In the development of mitral valve prolapse, the leading role is given to structural changes in the cusps, fibrous ring, chords associated with myxomatous degeneration with subsequent disruption of their sizes and relative positions. With myxomatous degeneration, there is a thickening of the loose spongy layer of the mitral cusp due to the accumulation of acidic mucopolysaccharides with thinning and fragmentation of the fibrous layer, reducing its mechanical strength. Replacement of the elastic fibrous tissue of the valve cusp with a weak and inelastic spongy structure leads to bulging of the cusp under blood pressure into the left atrium during left ventricular systole. In a third of cases, myxomatous degeneration extends to the fibrous ring, leading to its expansion, and the chords with their subsequent lengthening and thinning.
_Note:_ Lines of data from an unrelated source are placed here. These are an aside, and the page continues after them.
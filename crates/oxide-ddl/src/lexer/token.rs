//! Token types for the schema lexer.

use std::fmt;

use super::Position;

/// Reserved words of the schema DSL.
#[derive(Debug, Clone, Copy, PartialEq, Eq)]
pub enum Keyword {
    /// Starts a table declaration.
    Model,
}

impl Keyword {
    /// Attempts to parse a keyword from a word. Keywords are case-sensitive.
    #[must_use]
    #[allow(clippy::should_implement_trait)]
    pub fn from_str(s: &str) -> Option<Self> {
        match s {
            "model" => Some(Self::Model),
            _ => None,
        }
    }

    /// Returns the keyword as written in source.
    #[must_use]
    pub const fn as_str(&self) -> &'static str {
        match self {
            Self::Model => "model",
        }
    }
}

/// The kind of token.
#[derive(Debug, Clone, PartialEq, Eq)]
pub enum TokenKind {
    /// Reserved word (e.g., `model`)
    Keyword(Keyword),
    /// Identifier (e.g., `User`, `email`, `VarChar`)
    Identifier(String),
    /// Decorator marker with its name, without the `@` sigil
    Decorator(String),
    /// String literal contents with quotes removed and escapes resolved
    String(String),
    /// Number literal as written (e.g., `255`, `-1`, `3.5`)
    Number(String),
    /// A whole `>` line; the payload is the text after the marker
    RawSql(String),

    /// {
    LeftBrace,
    /// }
    RightBrace,
    /// (
    LeftParen,
    /// )
    RightParen,
    /// ,
    Comma,
    /// .
    Dot,
    /// ;
    Semicolon,

    /// End of input
    Eof,
    /// Invalid/unknown input
    Error(String),
}

impl fmt::Display for TokenKind {
    fn fmt(&self, f: &mut fmt::Formatter<'_>) -> fmt::Result {
        match self {
            Self::Keyword(kw) => write!(f, "keyword '{}'", kw.as_str()),
            Self::Identifier(name) => write!(f, "identifier '{name}'"),
            Self::Decorator(name) => write!(f, "decorator '@{name}'"),
            Self::String(value) => write!(f, "string '{value}'"),
            Self::Number(value) => write!(f, "number {value}"),
            Self::RawSql(_) => f.write_str("raw SQL line"),
            Self::LeftBrace => f.write_str("'{'"),
            Self::RightBrace => f.write_str("'}'"),
            Self::LeftParen => f.write_str("'('"),
            Self::RightParen => f.write_str("')'"),
            Self::Comma => f.write_str("','"),
            Self::Dot => f.write_str("'.'"),
            Self::Semicolon => f.write_str("';'"),
            Self::Eof => f.write_str("end of input"),
            Self::Error(message) => f.write_str(message),
        }
    }
}

/// A token with its source text and location.
#[derive(Debug, Clone, PartialEq, Eq)]
pub struct Token {
    /// The kind of token.
    pub kind: TokenKind,
    /// The exact source text the token was scanned from.
    pub lexeme: String,
    /// Where the token starts.
    pub position: Position,
}

impl Token {
    /// Creates a new token.
    #[must_use]
    pub fn new(kind: TokenKind, lexeme: impl Into<String>, position: Position) -> Self {
        Self {
            kind,
            lexeme: lexeme.into(),
            position,
        }
    }

    /// Returns true if this is an EOF token.
    #[must_use]
    pub const fn is_eof(&self) -> bool {
        matches!(self.kind, TokenKind::Eof)
    }

    /// Returns the keyword if this is a keyword token.
    #[must_use]
    pub const fn as_keyword(&self) -> Option<Keyword> {
        match &self.kind {
            TokenKind::Keyword(kw) => Some(*kw),
            _ => None,
        }
    }
}

#[cfg(test)]
mod tests {
    use super::*;

    #[test]
    fn test_keyword_from_str() {
        assert_eq!(Keyword::from_str("model"), Some(Keyword::Model));
        assert_eq!(Keyword::from_str("Model"), None);
        assert_eq!(Keyword::from_str("table"), None);
    }

    #[test]
    fn test_token_is_eof() {
        let eof = Token::new(TokenKind::Eof, "", Position::new(1, 1));
        let model = Token::new(TokenKind::Keyword(Keyword::Model), "model", Position::new(1, 1));
        assert!(eof.is_eof());
        assert!(!model.is_eof());
    }

    #[test]
    fn test_token_as_keyword() {
        let model = Token::new(TokenKind::Keyword(Keyword::Model), "model", Position::new(1, 1));
        let comma = Token::new(TokenKind::Comma, ",", Position::new(1, 7));
        assert_eq!(model.as_keyword(), Some(Keyword::Model));
        assert_eq!(comma.as_keyword(), None);
    }

    #[test]
    fn test_token_kind_display() {
        assert_eq!(TokenKind::Decorator("pk".into()).to_string(), "decorator '@pk'");
        assert_eq!(TokenKind::Eof.to_string(), "end of input");
    }
}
The main role in the development of mitral regurgitation in mitral valve prolapse is attributed to the constant traumatic effect of the turbulent regurgitant flow on the altered cusps and dilation of the mitral annulus. Dilation of the mitral fibrous ring by more than 30 mm in diameter is characteristic of myxomatous degeneration and serves as a risk factor for the development of mitral regurgitation, which occurs in 68-85% of individuals with MVP. The rate of progression of mitral regurgitation is determined by the degree of expression of the initial structural and functional disorders of the components of the mitral valve apparatus. In case of minor prolapse of unchanged or slightly changed mitral valve leaflets, a significant increase in the degree of mitral regurgitation may not be observed for a long time, while in the presence of sufficiently pronounced changes in the leaflets, including tendinous chords and papillary muscles, the development of mitral regurgitation is progressive. The risk of developing hemodynamically significant mitral regurgitation over 10 years among individuals with MVP with a virtually unchanged structure is only 0-1%, while an increase in the area and thickening of the mitral valve leaflet >5 mm increases the risk of mitral regurgitation to 10-15%. Myxomatous degeneration of the chords can lead to their ruptures with the formation of "floating" acute mitral regurgitation.

The degree of mitral valve prolapse also depends on some hemodynamic parameters: heart rate and left ventricular EDV. With an increase in heart rate and a decrease in EDV, the mitral valve cusps come closer together, the diameter of the valve ring and the tension of the chords decrease, leading to an increase in valve prolapse. An increase in left ventricular EDV reduces the severity of mitral valve prolapse.